Collected data entries:
____________________

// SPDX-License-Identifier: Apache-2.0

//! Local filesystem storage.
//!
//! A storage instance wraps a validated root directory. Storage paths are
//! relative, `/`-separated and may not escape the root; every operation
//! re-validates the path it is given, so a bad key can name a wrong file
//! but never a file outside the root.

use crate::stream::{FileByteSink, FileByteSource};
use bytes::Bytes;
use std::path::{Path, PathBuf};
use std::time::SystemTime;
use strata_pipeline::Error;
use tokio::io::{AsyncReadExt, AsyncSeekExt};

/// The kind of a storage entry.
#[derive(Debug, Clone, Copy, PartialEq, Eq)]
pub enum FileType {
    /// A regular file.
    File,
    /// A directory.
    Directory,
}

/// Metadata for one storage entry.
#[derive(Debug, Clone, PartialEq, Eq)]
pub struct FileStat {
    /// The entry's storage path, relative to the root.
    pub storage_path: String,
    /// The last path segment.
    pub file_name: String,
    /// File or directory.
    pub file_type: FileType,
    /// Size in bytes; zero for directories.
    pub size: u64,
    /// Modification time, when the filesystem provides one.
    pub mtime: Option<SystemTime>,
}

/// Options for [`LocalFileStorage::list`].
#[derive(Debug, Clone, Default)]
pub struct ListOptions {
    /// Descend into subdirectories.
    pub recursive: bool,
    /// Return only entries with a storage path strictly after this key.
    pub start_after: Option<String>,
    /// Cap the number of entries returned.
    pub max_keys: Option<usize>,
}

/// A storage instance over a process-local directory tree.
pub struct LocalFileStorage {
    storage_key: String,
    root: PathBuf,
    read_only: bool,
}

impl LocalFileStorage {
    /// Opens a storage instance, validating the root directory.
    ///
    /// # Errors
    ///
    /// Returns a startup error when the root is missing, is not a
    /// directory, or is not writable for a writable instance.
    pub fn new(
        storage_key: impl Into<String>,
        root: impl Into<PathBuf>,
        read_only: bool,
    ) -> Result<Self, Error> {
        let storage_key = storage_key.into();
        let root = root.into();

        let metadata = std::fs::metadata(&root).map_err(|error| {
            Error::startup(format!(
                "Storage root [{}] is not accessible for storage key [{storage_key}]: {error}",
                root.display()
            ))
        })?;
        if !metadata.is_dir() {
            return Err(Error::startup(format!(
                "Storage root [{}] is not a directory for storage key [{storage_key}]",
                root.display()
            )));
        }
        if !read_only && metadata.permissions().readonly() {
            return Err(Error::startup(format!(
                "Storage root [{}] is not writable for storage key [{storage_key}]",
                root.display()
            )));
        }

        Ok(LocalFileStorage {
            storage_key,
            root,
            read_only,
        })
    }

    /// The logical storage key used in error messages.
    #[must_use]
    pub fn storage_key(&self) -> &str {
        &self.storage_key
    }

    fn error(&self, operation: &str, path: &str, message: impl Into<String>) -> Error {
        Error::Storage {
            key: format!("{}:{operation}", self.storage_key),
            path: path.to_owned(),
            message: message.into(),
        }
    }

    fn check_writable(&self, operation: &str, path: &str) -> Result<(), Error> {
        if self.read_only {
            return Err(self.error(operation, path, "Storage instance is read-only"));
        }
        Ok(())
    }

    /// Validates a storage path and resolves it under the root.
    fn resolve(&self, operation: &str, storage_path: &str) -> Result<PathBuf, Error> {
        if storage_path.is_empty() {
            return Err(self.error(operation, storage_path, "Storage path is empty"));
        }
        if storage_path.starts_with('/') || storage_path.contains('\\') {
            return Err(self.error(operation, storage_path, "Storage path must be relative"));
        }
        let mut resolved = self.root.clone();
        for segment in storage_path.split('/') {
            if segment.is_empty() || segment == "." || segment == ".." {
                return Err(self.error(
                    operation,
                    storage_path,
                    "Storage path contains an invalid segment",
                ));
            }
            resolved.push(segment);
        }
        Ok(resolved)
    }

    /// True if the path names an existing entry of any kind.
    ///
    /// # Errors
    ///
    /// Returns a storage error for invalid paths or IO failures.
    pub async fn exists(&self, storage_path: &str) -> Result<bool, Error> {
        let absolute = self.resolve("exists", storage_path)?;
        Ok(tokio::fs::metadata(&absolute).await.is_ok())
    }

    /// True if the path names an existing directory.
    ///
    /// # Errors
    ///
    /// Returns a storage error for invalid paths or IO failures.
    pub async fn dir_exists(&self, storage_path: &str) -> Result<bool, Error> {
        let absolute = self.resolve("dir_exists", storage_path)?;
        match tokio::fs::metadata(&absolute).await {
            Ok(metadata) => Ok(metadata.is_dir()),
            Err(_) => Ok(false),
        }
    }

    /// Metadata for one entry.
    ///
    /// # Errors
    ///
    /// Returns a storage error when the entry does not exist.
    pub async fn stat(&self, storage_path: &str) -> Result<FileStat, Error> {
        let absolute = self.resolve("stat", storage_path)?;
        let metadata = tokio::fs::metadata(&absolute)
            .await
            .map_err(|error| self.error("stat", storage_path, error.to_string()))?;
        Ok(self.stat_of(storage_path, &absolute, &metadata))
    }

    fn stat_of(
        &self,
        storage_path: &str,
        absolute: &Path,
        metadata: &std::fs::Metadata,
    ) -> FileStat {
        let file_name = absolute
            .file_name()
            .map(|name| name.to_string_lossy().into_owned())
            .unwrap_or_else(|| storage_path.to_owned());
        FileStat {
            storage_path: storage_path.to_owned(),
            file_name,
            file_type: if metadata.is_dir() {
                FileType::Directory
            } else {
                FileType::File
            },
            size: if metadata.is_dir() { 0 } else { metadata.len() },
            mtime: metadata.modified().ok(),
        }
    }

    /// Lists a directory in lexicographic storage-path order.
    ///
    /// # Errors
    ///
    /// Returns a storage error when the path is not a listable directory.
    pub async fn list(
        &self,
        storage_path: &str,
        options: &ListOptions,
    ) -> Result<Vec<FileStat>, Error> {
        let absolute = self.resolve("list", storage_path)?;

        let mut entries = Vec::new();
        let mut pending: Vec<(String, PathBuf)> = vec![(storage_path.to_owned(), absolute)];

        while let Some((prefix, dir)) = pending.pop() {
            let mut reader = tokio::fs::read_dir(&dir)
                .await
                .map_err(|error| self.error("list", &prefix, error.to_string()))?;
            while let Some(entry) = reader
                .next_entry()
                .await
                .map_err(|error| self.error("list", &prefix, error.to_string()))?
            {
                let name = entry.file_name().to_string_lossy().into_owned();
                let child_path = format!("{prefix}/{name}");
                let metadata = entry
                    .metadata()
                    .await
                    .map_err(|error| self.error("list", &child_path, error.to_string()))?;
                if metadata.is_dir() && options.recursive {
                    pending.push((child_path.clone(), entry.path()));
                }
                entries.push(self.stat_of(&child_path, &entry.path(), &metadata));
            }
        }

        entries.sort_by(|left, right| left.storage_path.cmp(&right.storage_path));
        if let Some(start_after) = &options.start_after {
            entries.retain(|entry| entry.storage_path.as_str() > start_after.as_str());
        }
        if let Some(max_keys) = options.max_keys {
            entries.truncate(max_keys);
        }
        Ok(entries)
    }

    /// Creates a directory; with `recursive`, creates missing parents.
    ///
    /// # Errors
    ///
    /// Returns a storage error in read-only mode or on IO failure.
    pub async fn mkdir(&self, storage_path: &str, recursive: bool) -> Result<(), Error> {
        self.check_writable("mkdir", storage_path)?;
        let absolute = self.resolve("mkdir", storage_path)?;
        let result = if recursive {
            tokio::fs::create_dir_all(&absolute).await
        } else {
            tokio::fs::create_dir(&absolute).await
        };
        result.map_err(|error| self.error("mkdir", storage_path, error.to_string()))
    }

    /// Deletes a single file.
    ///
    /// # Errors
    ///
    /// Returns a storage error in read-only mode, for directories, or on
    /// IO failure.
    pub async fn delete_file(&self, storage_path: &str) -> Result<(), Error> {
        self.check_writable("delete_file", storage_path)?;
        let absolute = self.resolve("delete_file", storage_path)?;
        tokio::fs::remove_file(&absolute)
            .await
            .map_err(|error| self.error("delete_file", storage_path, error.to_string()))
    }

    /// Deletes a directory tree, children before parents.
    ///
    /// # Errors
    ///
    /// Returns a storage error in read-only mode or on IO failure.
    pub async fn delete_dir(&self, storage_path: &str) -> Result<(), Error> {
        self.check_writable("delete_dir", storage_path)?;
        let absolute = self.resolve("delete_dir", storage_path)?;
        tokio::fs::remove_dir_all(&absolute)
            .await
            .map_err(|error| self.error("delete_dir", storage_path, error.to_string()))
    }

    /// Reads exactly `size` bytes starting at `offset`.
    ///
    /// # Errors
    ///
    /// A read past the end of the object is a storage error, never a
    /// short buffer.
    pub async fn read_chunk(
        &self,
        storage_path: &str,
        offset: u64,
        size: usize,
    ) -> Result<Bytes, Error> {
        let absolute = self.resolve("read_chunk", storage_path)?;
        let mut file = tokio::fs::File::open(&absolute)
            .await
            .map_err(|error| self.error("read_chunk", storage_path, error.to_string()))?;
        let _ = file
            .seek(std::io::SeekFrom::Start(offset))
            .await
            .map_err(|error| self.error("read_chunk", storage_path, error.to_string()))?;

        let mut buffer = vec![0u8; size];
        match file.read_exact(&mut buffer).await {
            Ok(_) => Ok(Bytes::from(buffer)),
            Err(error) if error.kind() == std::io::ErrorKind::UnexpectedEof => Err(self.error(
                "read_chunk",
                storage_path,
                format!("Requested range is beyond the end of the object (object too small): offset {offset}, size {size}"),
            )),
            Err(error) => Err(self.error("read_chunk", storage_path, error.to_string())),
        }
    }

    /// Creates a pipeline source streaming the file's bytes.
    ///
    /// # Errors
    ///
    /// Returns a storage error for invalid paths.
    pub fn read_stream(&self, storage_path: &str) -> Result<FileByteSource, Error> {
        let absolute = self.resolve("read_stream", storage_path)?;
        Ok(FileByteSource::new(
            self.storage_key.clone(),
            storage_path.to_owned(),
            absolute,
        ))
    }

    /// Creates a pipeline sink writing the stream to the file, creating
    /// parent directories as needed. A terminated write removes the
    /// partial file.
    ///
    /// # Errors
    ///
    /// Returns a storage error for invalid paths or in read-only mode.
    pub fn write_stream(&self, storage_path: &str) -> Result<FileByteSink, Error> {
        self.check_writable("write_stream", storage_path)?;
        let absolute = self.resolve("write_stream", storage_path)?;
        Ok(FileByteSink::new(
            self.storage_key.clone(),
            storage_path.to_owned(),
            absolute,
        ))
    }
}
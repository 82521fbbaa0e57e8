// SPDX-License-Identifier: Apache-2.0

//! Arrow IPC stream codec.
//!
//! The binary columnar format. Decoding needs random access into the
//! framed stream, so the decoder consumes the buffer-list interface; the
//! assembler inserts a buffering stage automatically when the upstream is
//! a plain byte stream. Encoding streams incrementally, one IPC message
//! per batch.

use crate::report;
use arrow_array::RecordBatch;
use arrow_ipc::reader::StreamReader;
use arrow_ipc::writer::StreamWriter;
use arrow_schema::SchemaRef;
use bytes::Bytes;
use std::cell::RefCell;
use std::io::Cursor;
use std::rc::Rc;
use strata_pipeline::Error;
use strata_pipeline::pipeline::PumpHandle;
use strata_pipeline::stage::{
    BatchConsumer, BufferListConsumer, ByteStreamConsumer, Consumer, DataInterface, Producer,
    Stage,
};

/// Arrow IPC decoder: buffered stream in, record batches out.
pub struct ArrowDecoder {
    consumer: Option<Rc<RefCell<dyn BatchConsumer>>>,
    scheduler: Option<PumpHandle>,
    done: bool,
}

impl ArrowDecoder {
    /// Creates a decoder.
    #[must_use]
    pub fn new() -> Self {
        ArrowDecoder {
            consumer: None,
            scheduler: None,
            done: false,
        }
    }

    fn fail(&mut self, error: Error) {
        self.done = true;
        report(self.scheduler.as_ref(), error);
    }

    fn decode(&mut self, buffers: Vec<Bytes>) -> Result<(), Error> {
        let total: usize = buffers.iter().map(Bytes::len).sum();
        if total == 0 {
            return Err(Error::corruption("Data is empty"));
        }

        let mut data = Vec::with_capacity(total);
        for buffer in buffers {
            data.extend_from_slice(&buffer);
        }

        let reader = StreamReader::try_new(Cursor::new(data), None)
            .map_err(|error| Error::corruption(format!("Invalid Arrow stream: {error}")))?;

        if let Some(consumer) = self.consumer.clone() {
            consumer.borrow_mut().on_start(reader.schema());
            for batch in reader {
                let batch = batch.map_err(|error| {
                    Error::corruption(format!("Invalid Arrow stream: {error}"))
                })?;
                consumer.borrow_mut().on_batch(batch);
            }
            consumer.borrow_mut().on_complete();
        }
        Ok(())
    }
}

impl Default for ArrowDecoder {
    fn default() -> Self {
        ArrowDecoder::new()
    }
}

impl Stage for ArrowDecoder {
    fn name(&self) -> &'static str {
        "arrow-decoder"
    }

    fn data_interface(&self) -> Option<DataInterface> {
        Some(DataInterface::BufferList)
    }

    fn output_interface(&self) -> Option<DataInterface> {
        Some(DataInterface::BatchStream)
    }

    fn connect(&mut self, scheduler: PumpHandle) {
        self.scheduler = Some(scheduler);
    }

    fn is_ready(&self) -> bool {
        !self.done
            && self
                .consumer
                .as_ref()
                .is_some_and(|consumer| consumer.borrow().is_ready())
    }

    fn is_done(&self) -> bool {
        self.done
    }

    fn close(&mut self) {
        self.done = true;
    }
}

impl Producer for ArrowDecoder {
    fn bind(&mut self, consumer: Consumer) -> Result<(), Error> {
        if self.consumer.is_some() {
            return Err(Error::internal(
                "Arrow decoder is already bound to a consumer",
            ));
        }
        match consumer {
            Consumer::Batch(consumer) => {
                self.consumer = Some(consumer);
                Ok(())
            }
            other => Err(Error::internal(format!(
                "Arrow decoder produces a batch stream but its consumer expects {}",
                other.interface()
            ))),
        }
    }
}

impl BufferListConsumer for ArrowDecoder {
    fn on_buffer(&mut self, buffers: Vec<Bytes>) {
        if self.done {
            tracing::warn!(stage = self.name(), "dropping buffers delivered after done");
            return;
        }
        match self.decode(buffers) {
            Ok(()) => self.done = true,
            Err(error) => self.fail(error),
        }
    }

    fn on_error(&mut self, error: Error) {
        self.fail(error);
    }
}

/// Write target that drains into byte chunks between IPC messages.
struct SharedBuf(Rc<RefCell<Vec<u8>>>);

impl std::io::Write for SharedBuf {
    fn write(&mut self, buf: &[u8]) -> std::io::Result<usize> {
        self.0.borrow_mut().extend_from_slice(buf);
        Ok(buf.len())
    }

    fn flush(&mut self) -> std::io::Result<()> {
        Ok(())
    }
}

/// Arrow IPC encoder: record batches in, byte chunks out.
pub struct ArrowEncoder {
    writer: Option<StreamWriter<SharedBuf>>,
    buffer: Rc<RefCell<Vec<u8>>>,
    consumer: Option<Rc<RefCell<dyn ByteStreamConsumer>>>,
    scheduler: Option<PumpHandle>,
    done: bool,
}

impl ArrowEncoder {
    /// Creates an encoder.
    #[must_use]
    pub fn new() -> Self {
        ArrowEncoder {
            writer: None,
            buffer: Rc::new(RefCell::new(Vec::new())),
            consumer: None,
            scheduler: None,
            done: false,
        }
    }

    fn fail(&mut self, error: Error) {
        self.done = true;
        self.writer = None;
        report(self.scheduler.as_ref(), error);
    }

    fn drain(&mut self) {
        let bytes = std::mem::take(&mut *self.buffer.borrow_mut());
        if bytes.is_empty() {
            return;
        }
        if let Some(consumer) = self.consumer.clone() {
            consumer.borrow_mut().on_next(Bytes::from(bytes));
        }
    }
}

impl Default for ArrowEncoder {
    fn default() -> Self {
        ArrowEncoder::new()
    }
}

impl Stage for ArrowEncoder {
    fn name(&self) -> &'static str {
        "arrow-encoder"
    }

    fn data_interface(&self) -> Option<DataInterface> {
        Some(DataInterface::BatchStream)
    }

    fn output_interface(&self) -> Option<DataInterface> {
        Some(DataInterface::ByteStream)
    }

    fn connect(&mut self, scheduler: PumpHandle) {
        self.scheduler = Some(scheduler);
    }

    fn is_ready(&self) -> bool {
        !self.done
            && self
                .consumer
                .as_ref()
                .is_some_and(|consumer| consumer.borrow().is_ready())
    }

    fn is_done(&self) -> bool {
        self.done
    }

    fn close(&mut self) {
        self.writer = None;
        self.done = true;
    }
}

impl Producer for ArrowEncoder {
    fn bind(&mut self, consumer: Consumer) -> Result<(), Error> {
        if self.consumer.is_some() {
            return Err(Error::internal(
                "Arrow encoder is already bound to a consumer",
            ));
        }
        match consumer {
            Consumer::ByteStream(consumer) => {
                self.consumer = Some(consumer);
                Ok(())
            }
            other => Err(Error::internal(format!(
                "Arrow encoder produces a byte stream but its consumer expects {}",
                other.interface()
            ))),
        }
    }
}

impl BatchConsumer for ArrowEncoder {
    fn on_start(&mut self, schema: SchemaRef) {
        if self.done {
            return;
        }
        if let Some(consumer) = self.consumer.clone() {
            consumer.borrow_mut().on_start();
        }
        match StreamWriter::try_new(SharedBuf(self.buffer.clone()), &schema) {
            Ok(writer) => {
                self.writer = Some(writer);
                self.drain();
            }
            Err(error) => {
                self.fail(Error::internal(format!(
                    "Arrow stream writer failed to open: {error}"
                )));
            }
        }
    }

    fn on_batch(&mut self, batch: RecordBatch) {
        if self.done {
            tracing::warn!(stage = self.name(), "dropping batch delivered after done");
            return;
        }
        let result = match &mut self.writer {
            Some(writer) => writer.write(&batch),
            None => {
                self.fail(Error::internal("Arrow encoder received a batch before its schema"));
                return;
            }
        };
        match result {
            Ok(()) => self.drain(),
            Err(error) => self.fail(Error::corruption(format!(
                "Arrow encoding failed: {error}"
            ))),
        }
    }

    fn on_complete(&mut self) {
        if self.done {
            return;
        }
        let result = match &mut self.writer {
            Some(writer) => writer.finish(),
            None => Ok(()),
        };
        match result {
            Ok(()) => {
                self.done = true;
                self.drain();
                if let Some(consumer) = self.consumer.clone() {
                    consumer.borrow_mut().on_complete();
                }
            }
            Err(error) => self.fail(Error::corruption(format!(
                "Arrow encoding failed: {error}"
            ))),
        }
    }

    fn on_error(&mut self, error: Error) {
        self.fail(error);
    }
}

____________________

• What to work on: Over all the entries, say how many lines hold the string "paths". The reply is the number alone.

• Answer space: 5